Problem details:
Among the entries below, find the lines holding "stars" and copy them.

____________

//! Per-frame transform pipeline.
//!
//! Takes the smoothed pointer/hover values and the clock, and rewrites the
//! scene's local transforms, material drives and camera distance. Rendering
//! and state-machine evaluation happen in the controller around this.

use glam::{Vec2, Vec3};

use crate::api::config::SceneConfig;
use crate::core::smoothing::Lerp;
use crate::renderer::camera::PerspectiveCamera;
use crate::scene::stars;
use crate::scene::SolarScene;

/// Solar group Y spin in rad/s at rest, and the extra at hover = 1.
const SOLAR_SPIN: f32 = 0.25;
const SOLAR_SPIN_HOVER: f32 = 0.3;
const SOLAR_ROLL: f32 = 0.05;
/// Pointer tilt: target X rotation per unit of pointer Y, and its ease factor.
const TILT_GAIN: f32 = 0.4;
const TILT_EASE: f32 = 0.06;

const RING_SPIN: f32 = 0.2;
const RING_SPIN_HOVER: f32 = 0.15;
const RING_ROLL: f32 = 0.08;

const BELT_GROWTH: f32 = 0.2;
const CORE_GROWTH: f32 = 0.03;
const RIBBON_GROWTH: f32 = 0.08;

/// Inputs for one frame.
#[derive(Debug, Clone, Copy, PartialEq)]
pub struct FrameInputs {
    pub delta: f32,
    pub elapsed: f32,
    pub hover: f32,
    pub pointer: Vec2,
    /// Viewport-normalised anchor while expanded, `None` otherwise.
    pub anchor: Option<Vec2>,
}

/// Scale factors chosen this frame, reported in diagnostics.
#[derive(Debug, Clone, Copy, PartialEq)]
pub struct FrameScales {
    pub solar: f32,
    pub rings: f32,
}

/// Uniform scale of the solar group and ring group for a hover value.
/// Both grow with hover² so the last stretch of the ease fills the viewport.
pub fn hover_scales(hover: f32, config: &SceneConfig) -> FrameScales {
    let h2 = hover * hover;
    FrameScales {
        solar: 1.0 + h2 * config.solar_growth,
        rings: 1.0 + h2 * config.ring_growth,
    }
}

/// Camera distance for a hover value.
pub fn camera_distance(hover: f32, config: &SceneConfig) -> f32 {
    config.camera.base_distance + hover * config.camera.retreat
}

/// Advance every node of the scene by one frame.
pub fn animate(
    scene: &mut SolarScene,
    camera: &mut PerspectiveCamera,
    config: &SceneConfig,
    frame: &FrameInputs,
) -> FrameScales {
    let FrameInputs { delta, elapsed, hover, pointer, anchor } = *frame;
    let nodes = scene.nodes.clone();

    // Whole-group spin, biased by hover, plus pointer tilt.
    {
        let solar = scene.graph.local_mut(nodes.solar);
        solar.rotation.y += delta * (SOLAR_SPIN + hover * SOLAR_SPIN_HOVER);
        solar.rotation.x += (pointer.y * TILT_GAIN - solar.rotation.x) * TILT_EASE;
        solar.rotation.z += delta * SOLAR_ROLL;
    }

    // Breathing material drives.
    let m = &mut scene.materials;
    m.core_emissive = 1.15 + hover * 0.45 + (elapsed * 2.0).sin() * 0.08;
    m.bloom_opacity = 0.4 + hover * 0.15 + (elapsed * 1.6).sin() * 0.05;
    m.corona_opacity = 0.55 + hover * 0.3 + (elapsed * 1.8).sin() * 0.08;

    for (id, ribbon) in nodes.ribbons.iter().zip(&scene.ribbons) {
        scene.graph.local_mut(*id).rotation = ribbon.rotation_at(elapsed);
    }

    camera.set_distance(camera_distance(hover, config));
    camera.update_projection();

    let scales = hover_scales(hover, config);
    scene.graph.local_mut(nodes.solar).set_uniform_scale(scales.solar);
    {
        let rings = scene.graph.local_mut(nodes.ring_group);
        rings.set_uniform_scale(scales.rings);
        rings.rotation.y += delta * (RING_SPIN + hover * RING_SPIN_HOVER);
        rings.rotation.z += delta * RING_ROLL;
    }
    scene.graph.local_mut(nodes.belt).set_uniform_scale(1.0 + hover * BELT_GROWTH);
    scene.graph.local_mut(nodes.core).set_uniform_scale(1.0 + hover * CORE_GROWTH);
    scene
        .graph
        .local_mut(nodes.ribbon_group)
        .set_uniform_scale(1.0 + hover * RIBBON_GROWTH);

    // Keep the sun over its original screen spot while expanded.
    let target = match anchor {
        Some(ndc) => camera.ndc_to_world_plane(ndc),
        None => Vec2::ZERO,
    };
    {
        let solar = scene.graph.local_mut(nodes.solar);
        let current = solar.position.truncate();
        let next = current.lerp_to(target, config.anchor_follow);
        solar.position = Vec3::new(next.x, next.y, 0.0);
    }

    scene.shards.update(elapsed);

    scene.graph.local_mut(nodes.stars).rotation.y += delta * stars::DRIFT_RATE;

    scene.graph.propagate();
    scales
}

____________

Response to the exercise:
use crate::scene::stars;
    scene.graph.local_mut(nodes.stars).rotation.y += delta * stars::DRIFT_RATE;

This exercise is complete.